Charles' crusading plans were massive in scale. Having achieved the support of the princes of Moldavia and Wallachia, as well as figures throughout Europe, it was planned that an army 160,000 strong was to attack the Ottoman Empire and capture several strategic fortresses and settlements, including Constantinople itself. A large number of the soldiers were planned to be provided by France, but France's relations with the Ottoman Empire, and the country's commercial interests in the eastern Mediterranean meant that French support was unlikely. In the end, Charles' "crusade" never got off the ground. Giovanni Andrea's limited participation in the failed scheme had been a financial gamle: it not only meant that no attempt was made to take the family's claimed lands, it also left him in debt. The financial troubles led to Giovanni Andrea going as far as to accepting payment for giving out noble titles, a much criticized behavior. Seeking a drastic solution to his problems, Giovanni Andrea on 14 August 1623 ceded the position of grand master to Marino Caracciolo, prince of Avellino, a prominent Neapolitan noble and a distant relative of the Angeli. Though Caracciolo enthusiastically accepted, and was proud to be grand master, his claim to the position was tenuous given that succession was normally based on primogeniture within the Angeli family. Giovanni Andrea's second cousin, Andrea Angeli, a son of the previous grand master Girolamo I, objected to the transfer. Faced with legal challenges, which could tarnish his tenure as grand master, Caracciolo abdicated the position in 1627, designating Giovanni Andrea as grand master once more.
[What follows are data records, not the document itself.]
//! Application error types.
//!
//! These errors are serializable so the search API can return them as
//! structured JSON bodies. The variants follow the failure taxonomy of the
//! sync engine: upstream fetch failures, search index protocol failures and
//! index task failures are kept distinct so operators can tell a rejected
//! write from a lost one.

use serde::Serialize;
use thiserror::Error;

/// Application-level errors.
///
/// All variants serialize to a structured JSON object.
#[derive(Debug, Error, Serialize)]
#[serde(tag = "type", content = "details")]
pub enum AppError {
    /// GitLab API request failed.
    #[error("GitLab API error: {message}")]
    GitLabApi {
        message: String,
        #[serde(skip_serializing_if = "Option::is_none")]
        status_code: Option<u16>,
        #[serde(skip_serializing_if = "Option::is_none")]
        endpoint: Option<String>,
    },

    /// Network request to GitLab failed.
    #[error("Network error: {message}")]
    Network { message: String },

    /// GitLab token expired or revoked.
    #[error("Token expired: {message}")]
    AuthenticationExpired { message: String },

    /// Search index could not be reached or returned an unparsable response.
    #[error("Search index error: {message}")]
    IndexApi {
        message: String,
        #[serde(skip_serializing_if = "Option::is_none")]
        status_code: Option<u16>,
        #[serde(skip_serializing_if = "Option::is_none")]
        code: Option<String>,
    },

    /// Search index accepted a task that did not succeed.
    #[error("Index task {task_uid} ended as {status}: {message}")]
    IndexTask {
        task_uid: u64,
        status: String,
        message: String,
    },

    /// Invalid input provided (configuration, query parameters).
    #[error("Invalid input: {message}")]
    InvalidInput {
        message: String,
        #[serde(skip_serializing_if = "Option::is_none")]
        field: Option<String>,
    },

    /// Sync cycle finished with some parts failing.
    #[error("Sync error: {message}")]
    Sync { message: String },

    /// Internal application error.
    #[error("Internal error: {message}")]
    Internal { message: String },
}

impl AppError {
    /// Create a GitLab API error.
    pub fn gitlab_api(message: impl Into<String>) -> Self {
        Self::GitLabApi {
            message: message.into(),
            status_code: None,
            endpoint: None,
        }
    }

    /// Create a GitLab API error with status code and endpoint.
    pub fn gitlab_api_full(
        message: impl Into<String>,
        status_code: u16,
        endpoint: impl Into<String>,
    ) -> Self {
        Self::GitLabApi {
            message: message.into(),
            status_code: Some(status_code),
            endpoint: Some(endpoint.into()),
        }
    }

    /// Create a network error.
    pub fn network(message: impl Into<String>) -> Self {
        Self::Network {
            message: message.into(),
        }
    }

    /// Create an authentication expired error.
    pub fn authentication_expired(message: impl Into<String>) -> Self {
        Self::AuthenticationExpired {
            message: message.into(),
        }
    }

    /// Create a search index protocol error.
    pub fn index_api(message: impl Into<String>) -> Self {
        Self::IndexApi {
            message: message.into(),
            status_code: None,
            code: None,
        }
    }

    /// Create a search index protocol error with the HTTP status and Meilisearch error code.
    pub fn index_api_full(
        message: impl Into<String>,
        status_code: u16,
        code: Option<String>,
    ) -> Self {
        Self::IndexApi {
            message: message.into(),
            status_code: Some(status_code),
            code,
        }
    }

    /// Create an index task failure.
    pub fn index_task(task_uid: u64, status: impl Into<String>, message: impl Into<String>) -> Self {
        Self::IndexTask {
            task_uid,
            status: status.into(),
            message: message.into(),
        }
    }

    /// Create an invalid input error.
    pub fn invalid_input(message: impl Into<String>) -> Self {
        Self::InvalidInput {
            message: message.into(),
            field: None,
        }
    }

    /// Create an invalid input error with field name.
    pub fn invalid_input_field(message: impl Into<String>, field: impl Into<String>) -> Self {
        Self::InvalidInput {
            message: message.into(),
            field: Some(field.into()),
        }
    }

    /// Create a sync error.
    pub fn sync(message: impl Into<String>) -> Self {
        Self::Sync {
            message: message.into(),
        }
    }

    /// Create an internal error.
    pub fn internal(message: impl Into<String>) -> Self {
        Self::Internal {
            message: message.into(),
        }
    }

    /// Whether the error came from reaching the upstream GitLab instance.
    pub fn is_remote_fetch(&self) -> bool {
        matches!(
            self,
            Self::GitLabApi { .. } | Self::Network { .. } | Self::AuthenticationExpired { .. }
        )
    }

    /// Whether the index accepted a write whose task did not succeed.
    pub fn is_index_task(&self) -> bool {
        matches!(self, Self::IndexTask { .. })
    }
}

// Conversions from common error types

impl From<reqwest::Error> for AppError {
    fn from(err: reqwest::Error) -> Self {
        if err.is_timeout() {
            Self::network("Request timed out")
        } else if err.is_connect() {
            Self::network("Failed to connect to server")
        } else if err.is_status() {
            Self::gitlab_api(format!("HTTP error: {}", err))
        } else {
            Self::network(err.to_string())
        }
    }
}

impl From<serde_json::Error> for AppError {
    fn from(err: serde_json::Error) -> Self {
        Self::internal(format!("JSON error: {}", err))
    }
}
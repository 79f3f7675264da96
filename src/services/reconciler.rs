//! Reconciles GitLab groups into the search index.
//!
//! One entry point per sync category:
//! - [`Reconciler::sync_users`] does a full scan of every group's members.
//! - [`Reconciler::sync_group_items`] does an incremental fetch of a group's
//!   issues, merge requests and epics, each bounded by the newest item of
//!   that kind already indexed for the group.
//!
//! Only documents the change detector flags are written. A batch is written
//! in one request and its task is awaited; anything but success fails the
//! call.

use crate::error::AppError;
use crate::models::{dedup_users, Group, GroupCache, ItemKind, User};
use crate::services::change_detector::{self, Document};
use crate::services::gitlab_client::{GitLabEpic, GitLabIssue, GitLabMergeRequest, GitLabSource};
use crate::services::index_settings::{ITEMS_INDEX, USERS_INDEX};
use crate::services::meili_client::{
    add_typed_documents, get_typed_document, search_typed, SearchIndex, SearchRequest,
};
use crate::services::normalizer::{normalize, RawItem};
use crate::services::notifier::ChangeNotifier;
use crate::services::paginator::Paginator;
use chrono::{DateTime, Utc};
use futures::stream::{self, BoxStream, StreamExt, TryStreamExt};
use log::{debug, info, warn};
use serde::de::DeserializeOwned;
use serde::{Deserialize, Serialize};
use std::collections::HashSet;
use std::sync::Arc;

/// Index lookups in flight at once while detecting changes.
const LOOKUP_CONCURRENCY: usize = 8;

/// A kind whose fetch failed during a group item sync.
#[derive(Debug)]
pub struct KindFailure {
    pub kind: ItemKind,
    pub error: AppError,
}

/// Outcome of a group item sync that reached the write step.
#[derive(Debug)]
pub struct GroupSyncResult {
    pub group_id: i64,

    /// Documents written, across all kinds that were fetched.
    pub written: usize,

    /// Kinds that failed to fetch. Their items may be stale.
    pub failures: Vec<KindFailure>,
}

impl GroupSyncResult {
    /// One error describing every failed kind, if any failed.
    pub fn combined_error(&self) -> Option<AppError> {
        if self.failures.is_empty() {
            return None;
        }

        let details: Vec<String> = self
            .failures
            .iter()
            .map(|f| format!("{}: {}", f.kind, f.error))
            .collect();
        Some(AppError::sync(format!(
            "group {}: {}",
            self.group_id,
            details.join("; ")
        )))
    }
}

#[derive(Deserialize)]
struct UpdatedAt {
    updated_at: DateTime<Utc>,
}

/// Sync engine core, shared by the scheduler.
pub struct Reconciler {
    gitlab: Arc<dyn GitLabSource>,
    index: Arc<dyn SearchIndex>,
    groups: Arc<GroupCache>,
    notifier: Arc<dyn ChangeNotifier>,
}

impl Reconciler {
    pub fn new(
        gitlab: Arc<dyn GitLabSource>,
        index: Arc<dyn SearchIndex>,
        groups: Arc<GroupCache>,
        notifier: Arc<dyn ChangeNotifier>,
    ) -> Self {
        Self {
            gitlab,
            index,
            groups,
            notifier,
        }
    }

    pub fn groups(&self) -> &GroupCache {
        &self.groups
    }

    /// Mirror the members of every group.
    ///
    /// Users are deduplicated across groups, first group wins. A failed
    /// member fetch for any group fails the call before anything is written.
    pub async fn sync_users(&self) -> Result<usize, AppError> {
        let gitlab = self.gitlab.as_ref();
        let mut members = Vec::new();
        for group in self.groups.iter() {
            let group_id = group.id;
            let paginator = Paginator::new(move |page| gitlab.list_group_members(group_id, page));
            let page_members = paginator.collect_all().await.map_err(|e| {
                warn!("[sync] Failed to fetch members of group {}: {}", group.id, e);
                e
            })?;
            members.extend(page_members.iter().map(User::from));
        }

        let users = dedup_users(members);
        let fetched = users.len();
        let changed = self.changed_documents(USERS_INDEX, users).await;
        debug!("[sync] {} of {} user(s) need a write", changed.len(), fetched);

        self.write_batch(USERS_INDEX, &changed).await?;
        if !changed.is_empty() {
            self.notifier.users_changed(&changed);
        }

        Ok(changed.len())
    }

    /// Mirror a group's issues, merge requests and epics.
    ///
    /// The three kinds are fetched concurrently. A failed kind does not stop
    /// the others; it is reported in [`GroupSyncResult::failures`] while the
    /// items of the other kinds are still written. A failed write or a
    /// non-successful index task is an error.
    pub async fn sync_group_items(&self, group: &Group) -> Result<GroupSyncResult, AppError> {
        let (issues_after, mrs_after, epics_after) = futures::join!(
            self.cutoff(group.id, ItemKind::Issue),
            self.cutoff(group.id, ItemKind::MergeRequest),
            self.cutoff(group.id, ItemKind::Epic),
        );

        let gitlab = self.gitlab.as_ref();
        let group_id = group.id;
        let issues = Paginator::new(move |page| gitlab.list_group_issues(group_id, page, issues_after))
            .with_cutoff(issues_after, |issue: &GitLabIssue| issue.updated_at);
        let merge_requests =
            Paginator::new(move |page| gitlab.list_group_merge_requests(group_id, page, mrs_after))
                .with_cutoff(mrs_after, |mr: &GitLabMergeRequest| mr.updated_at);
        let epics = Paginator::new(move |page| gitlab.list_group_epics(group_id, page, epics_after))
            .with_cutoff(epics_after, |epic: &GitLabEpic| epic.updated_at);

        let streams: Vec<BoxStream<'_, (ItemKind, Result<RawItem, AppError>)>> = vec![
            issues
                .stream()
                .map_ok(RawItem::Issue)
                .map(|next| (ItemKind::Issue, next))
                .boxed(),
            merge_requests
                .stream()
                .map_ok(RawItem::MergeRequest)
                .map(|next| (ItemKind::MergeRequest, next))
                .boxed(),
            epics
                .stream()
                .map_ok(RawItem::Epic)
                .map(|next| (ItemKind::Epic, next))
                .boxed(),
        ];

        // Arrival order; no ordering across kinds
        let mut merged = stream::select_all(streams);
        let mut seen = HashSet::new();
        let mut fresh = Vec::new();
        let mut failures = Vec::new();
        while let Some((kind, next)) = merged.next().await {
            match next {
                Ok(raw) if !raw.is_listed() => {}
                Ok(raw) => {
                    let item = normalize(&raw, group.id);
                    // an item edited mid-walk can show up on two pages
                    if seen.insert(item.id.clone()) {
                        fresh.push(item);
                    }
                }
                Err(error) => {
                    warn!(
                        "[sync] Failed to fetch {} items of group {}: {}",
                        kind, group.id, error
                    );
                    failures.push(KindFailure { kind, error });
                }
            }
        }

        let fetched = fresh.len();
        let changed = self.changed_documents(ITEMS_INDEX, fresh).await;
        debug!(
            "[sync] Group {}: {} of {} item(s) need a write",
            group.id,
            changed.len(),
            fetched
        );

        self.write_batch(ITEMS_INDEX, &changed).await?;
        if !changed.is_empty() {
            self.notifier.items_changed(&changed);
        }

        Ok(GroupSyncResult {
            group_id: group.id,
            written: changed.len(),
            failures,
        })
    }

    /// `updated_at` of the newest indexed item of `kind` in the group.
    pub async fn newest_indexed(
        &self,
        group_id: i64,
        kind: ItemKind,
    ) -> Result<Option<DateTime<Utc>>, AppError> {
        let request = SearchRequest {
            q: String::new(),
            limit: Some(1),
            filter: Some(vec![
                format!("group_id = {}", group_id),
                format!("kind = \"{}\"", kind),
            ]),
            sort: Some(vec!["updated_at:desc".to_string()]),
            attributes_to_retrieve: Some(vec!["updated_at".to_string()]),
        };

        let hits: Vec<UpdatedAt> = search_typed(self.index.as_ref(), ITEMS_INDEX, &request).await?;
        Ok(hits.into_iter().next().map(|hit| hit.updated_at))
    }

    async fn cutoff(&self, group_id: i64, kind: ItemKind) -> Option<DateTime<Utc>> {
        match self.newest_indexed(group_id, kind).await {
            Ok(cutoff) => cutoff,
            Err(e) => {
                warn!(
                    "[sync] Could not find newest indexed {} of group {}, fetching all: {}",
                    kind, group_id, e
                );
                None
            }
        }
    }

    /// Documents that are missing from the index or differ from it, in input order.
    ///
    /// A failed lookup counts as missing.
    async fn changed_documents<T>(&self, uid: &str, fresh: Vec<T>) -> Vec<T>
    where
        T: Document + PartialEq + DeserializeOwned + Send,
    {
        let index = self.index.as_ref();
        let pairs: Vec<(T, Option<T>)> = stream::iter(fresh)
            .map(|doc| async move {
                let id = doc.document_id();
                let indexed = match get_typed_document::<T, _>(index, uid, &id).await {
                    Ok(found) => found,
                    Err(e) => {
                        debug!("[sync] Lookup of {} in {} failed: {}", id, uid, e);
                        None
                    }
                };
                (doc, indexed)
            })
            .buffered(LOOKUP_CONCURRENCY)
            .collect()
            .await;

        change_detector::changed(pairs)
    }

    /// Write a batch and wait for the index to confirm it.
    async fn write_batch<T: Serialize>(&self, uid: &str, documents: &[T]) -> Result<(), AppError> {
        if documents.is_empty() {
            return Ok(());
        }

        let task = add_typed_documents(self.index.as_ref(), uid, documents).await?;
        let task = self.index.wait_for_task(&task).await?.ensure_succeeded()?;
        info!(
            "[index] Wrote {} document(s) to {} (task {})",
            documents.len(),
            uid,
            task.uid
        );
        Ok(())
    }
}

/// Sum of a set of group results, for cycle logging.
pub fn total_written(results: &[GroupSyncResult]) -> usize {
    results.iter().map(|r| r.written).sum()
}
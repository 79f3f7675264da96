//! GitLab Search Sync - keeps a Meilisearch mirror of GitLab groups.
//!
//! Mirrors the members, issues, merge requests and epics of configured
//! GitLab groups into two search indexes, and serves a small search API
//! over them.

pub mod config;
pub mod error;
pub mod models;
pub mod services;

use config::Config;
use error::AppError;
use models::GroupCache;
use services::gitlab_client::{GitLabClient, GitLabClientConfig, GitLabSource};
use services::index_settings;
use services::meili_client::{MeiliClient, MeiliClientConfig};
use services::notifier::LogNotifier;
use services::reconciler::Reconciler;
use services::scheduler::Scheduler;
use services::search::SearchState;
use services::server;
use std::sync::Arc;
use tokio_util::sync::CancellationToken;

/// Fetch every configured group. Any failure is fatal.
pub async fn load_groups(
    gitlab: &dyn GitLabSource,
    group_ids: &[i64],
) -> Result<GroupCache, AppError> {
    let mut groups = Vec::with_capacity(group_ids.len());
    for &id in group_ids {
        let group = gitlab.get_group(id).await.map_err(|e| {
            AppError::invalid_input_field(
                format!("Failed to load group {}: {}", id, e),
                "GITLAB_GROUP_IDS",
            )
        })?;
        log::info!("[sync] Mirroring group {} ({})", group.full_path, group.id);
        groups.push(group.into());
    }
    Ok(GroupCache::new(groups))
}

/// Run the service until `cancel` is tripped.
///
/// Index settings are reconciled and groups loaded before anything else
/// starts; failures there abort startup.
pub async fn run(config: Config, cancel: CancellationToken) -> Result<(), AppError> {
    let gitlab = Arc::new(GitLabClient::new(GitLabClientConfig {
        base_url: config.gitlab_instance_url.clone(),
        token: config.gitlab_api_key.clone(),
        ..Default::default()
    })?);
    let index = Arc::new(MeiliClient::new(MeiliClientConfig {
        host: config.meili_host.clone(),
        api_key: config.meili_master_key.clone(),
        ..Default::default()
    })?);

    index_settings::ensure_all(index.as_ref()).await?;
    let groups = Arc::new(load_groups(gitlab.as_ref(), &config.group_ids).await?);

    let router = server::build_router(
        SearchState {
            index: index.clone(),
        },
        config.frontend_dist.as_deref(),
    )?;
    let server_task = server::start_server(config.port, router, cancel.clone()).await?;

    let reconciler = Arc::new(Reconciler::new(
        gitlab,
        index,
        groups,
        Arc::new(LogNotifier),
    ));
    let scheduler = Scheduler::new(reconciler, config.scheduler()).start_background(cancel.clone());

    cancel.cancelled().await;
    log::info!("[sync] Shutting down");

    scheduler.join().await;
    if let Err(e) = server_task.await {
        log::error!("[server] Server task failed: {}", e);
    }
    Ok(())
}
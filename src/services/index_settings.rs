//! Index declarations and settings reconciliation.
//!
//! Runs once at startup, before any sync cycle. Creates missing indexes and
//! brings the managed settings in line with the declarations, writing only
//! when something differs.

use crate::error::AppError;
use crate::services::meili_client::{IndexSettings, SearchIndex};
use log::info;
use std::collections::BTreeSet;

/// Name of the users index.
pub const USERS_INDEX: &str = "gitlab_users";

/// Name of the items index.
pub const ITEMS_INDEX: &str = "gitlab_items";

/// Ranking rules applied to every managed index, in priority order.
pub const RANKING_RULES: [&str; 6] = ["sort", "words", "typo", "proximity", "attribute", "exactness"];

/// Declared shape of an index.
#[derive(Debug, Clone, Copy)]
pub struct IndexDeclaration {
    pub uid: &'static str,
    pub primary_key: &'static str,
    /// In ranking-priority order.
    pub searchable: &'static [&'static str],
    pub filterable: Option<&'static [&'static str]>,
    pub sortable: Option<&'static [&'static str]>,
}

pub const USERS: IndexDeclaration = IndexDeclaration {
    uid: USERS_INDEX,
    primary_key: "id",
    searchable: &["name", "username", "id"],
    filterable: None,
    sortable: None,
};

pub const ITEMS: IndexDeclaration = IndexDeclaration {
    uid: ITEMS_INDEX,
    primary_key: "id",
    searchable: &["title", "slug", "iid", "description", "labels", "state"],
    filterable: Some(&["group_id", "kind", "updated_at"]),
    sortable: Some(&["updated_at"]),
};

fn owned(list: &[&str]) -> Vec<String> {
    list.iter().map(|s| s.to_string()).collect()
}

impl IndexDeclaration {
    /// Settings this declaration wants live.
    pub fn desired_settings(&self) -> IndexSettings {
        IndexSettings {
            searchable_attributes: Some(owned(self.searchable)),
            filterable_attributes: self.filterable.map(owned),
            sortable_attributes: self.sortable.map(owned),
            ranking_rules: Some(owned(&RANKING_RULES)),
        }
    }
}

/// Fields of `desired` that differ from `current`, or `None` when in sync.
///
/// Searchable attributes and ranking rules are ordered. Filterable and
/// sortable attributes are sets, and the index reports them sorted.
pub fn settings_diff(desired: &IndexSettings, current: &IndexSettings) -> Option<IndexSettings> {
    fn ordered(desired: &Option<Vec<String>>, current: &Option<Vec<String>>) -> Option<Vec<String>> {
        desired.as_ref().filter(|d| Some(*d) != current.as_ref()).cloned()
    }

    fn unordered(desired: &Option<Vec<String>>, current: &Option<Vec<String>>) -> Option<Vec<String>> {
        let as_set = |list: &Vec<String>| list.iter().cloned().collect::<BTreeSet<_>>();
        desired
            .as_ref()
            .filter(|d| current.as_ref().map(as_set) != Some(as_set(*d)))
            .cloned()
    }

    let diff = IndexSettings {
        searchable_attributes: ordered(&desired.searchable_attributes, &current.searchable_attributes),
        filterable_attributes: unordered(&desired.filterable_attributes, &current.filterable_attributes),
        sortable_attributes: unordered(&desired.sortable_attributes, &current.sortable_attributes),
        ranking_rules: ordered(&desired.ranking_rules, &current.ranking_rules),
    };

    (diff != IndexSettings::default()).then_some(diff)
}

/// Make sure the index exists and carries the declared settings.
///
/// Returns `true` when a settings update was applied.
pub async fn ensure_index<I>(index: &I, declaration: &IndexDeclaration) -> Result<bool, AppError>
where
    I: SearchIndex + ?Sized,
{
    if index.get_index(declaration.uid).await?.is_none() {
        info!(
            "[index] Creating index {} (primary key {})",
            declaration.uid, declaration.primary_key
        );
        let task = index.create_index(declaration.uid, declaration.primary_key).await?;
        index.wait_for_task(&task).await?.ensure_succeeded()?;
    }

    let current = index.get_settings(declaration.uid).await?;
    let Some(update) = settings_diff(&declaration.desired_settings(), &current) else {
        info!("[index] Settings of {} are up to date", declaration.uid);
        return Ok(false);
    };

    info!("[index] Updating settings of {}: {:?}", declaration.uid, update);
    let task = index.update_settings(declaration.uid, &update).await?;
    index.wait_for_task(&task).await?.ensure_succeeded()?;
    Ok(true)
}

/// Reconcile every index the sync engine writes to.
pub async fn ensure_all<I>(index: &I) -> Result<(), AppError>
where
    I: SearchIndex + ?Sized,
{
    for declaration in [USERS, ITEMS] {
        ensure_index(index, &declaration).await?;
    }
    Ok(())
}
//! Random source for board generation.
//!
//! Uses the `rand` crate with `SmallRng` (xoshiro256++), which works on
//! wasm32. Entropy comes from `getrandom` (browser crypto API) unless a seed
//! is given.

use rand::rngs::SmallRng;
use rand::{Rng, SeedableRng};

use crate::types::Coordinate;

pub struct BoardRng {
    inner: SmallRng,
}

impl BoardRng {
    /// Create from system entropy (browser crypto.getRandomValues or OS).
    pub fn new() -> Self {
        Self {
            inner: SmallRng::from_os_rng(),
        }
    }

    /// Create with a specific seed for reproducible boards.
    pub fn from_seed(seed: u64) -> Self {
        Self {
            inner: SmallRng::seed_from_u64(seed),
        }
    }

    /// Generate a random usize in [0, max).
    #[inline(always)]
    pub fn gen_range(&mut self, max: usize) -> usize {
        self.inner.random_range(0..max)
    }

    /// Pick a uniformly random position on a `rows` x `cols` grid.
    pub fn pick_cell(&mut self, rows: usize, cols: usize) -> Coordinate {
        Coordinate::new(self.gen_range(rows), self.gen_range(cols))
    }
}

impl Default for BoardRng {
    fn default() -> Self {
        Self::new()
    }
}
//! Error type shared by every fallible engine operation.
//!
//! Illegal moves are not errors: the controller rejects them silently.

use thiserror::Error;

use crate::types::{Coordinate, Level};

#[derive(Debug, Clone, PartialEq, Eq, Error)]
pub enum EngineError {
    /// Zero or several start cells.
    #[error("board has {found} start cells, expected exactly one")]
    NoStartFound { found: usize },

    /// A segment was requested for two cells that do not touch.
    #[error("{a} and {b} are not adjacent")]
    NotAdjacent { a: Coordinate, b: Coordinate },

    #[error("board has no cells")]
    EmptyBoard,

    #[error("row {row} has {found} cells, expected {expected}")]
    RaggedRow {
        row: usize,
        expected: usize,
        found: usize,
    },

    #[error("cell ({row}, {col}) holds {value}, expected 0, 1 or 2")]
    InvalidCell { row: usize, col: usize, value: i64 },

    #[error("board is {rows}x{cols}, level {level} needs {expected_rows}x{expected_cols}")]
    DimensionMismatch {
        level: Level,
        rows: usize,
        cols: usize,
        expected_rows: usize,
        expected_cols: usize,
    },

    #[error("unknown level {0:?}")]
    UnknownLevel(String),

    #[error("invalid JSON: {0}")]
    Json(String),

    #[error("open cell {0} has no open neighbour")]
    IsolatedCell(Coordinate),

    #[error("board has more than one dead end")]
    TooManyDeadEnds,

    #[error("search gave up after {0} expansions")]
    SearchExhausted(u64),

    #[error("board has no solution")]
    Unsolvable,
}

impl From<serde_json::Error> for EngineError {
    fn from(err: serde_json::Error) -> Self {
        EngineError::Json(err.to_string())
    }
}

pub type Result<T> = std::result::Result<T, EngineError>;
In his second tenure as grand master, Giovanni Andrea was again faced by issues of wavering recognition. Two edicts of the papal chamber, one by Rev. Gregorio Naro in 1627 and the other by Rev. Marcantonio Franciotta in 1632, criticized the Constantinan Order and the claims of the Angeli family, forbidding Giovanni Andrea from bestowing titles or privileges. The governor of Milan also officially condemned Giovanni Andrea and his order. Giovanni Andra defended himself from these skeptics by pointing to his family's past recognition by the papacy and the church, especially the recent recognitions in 1623 and 1638, as well as pointing out that many troubles stemmed from people unrelated to the legitimate order having published falsified documents.

=== Death and succession ===
On 12 July 1632, Giovanni Andrea named Majolino Bisaccioni as the vice-grand master of the Constantinian Order. Bisaccioni was a prominent member of the order, and had proven a successful administrator during Giovanni Andrea's second tenure as grand master. Giovanni Andrea died in December 1634 and was succeeded as grand master by his designated heir, his second cousin Angelo Maria Angeli. Majolino Bisaccioni maintained his position as vice-grand master even after Giovanni Andrea's death, opposed to Giovanni Andrea's own wishes, believing that Angelo Maria's succession to the position should not diminish his own authority. Giovanni Andrea was buried in the church of San Giorgio in the small town of Chirignago.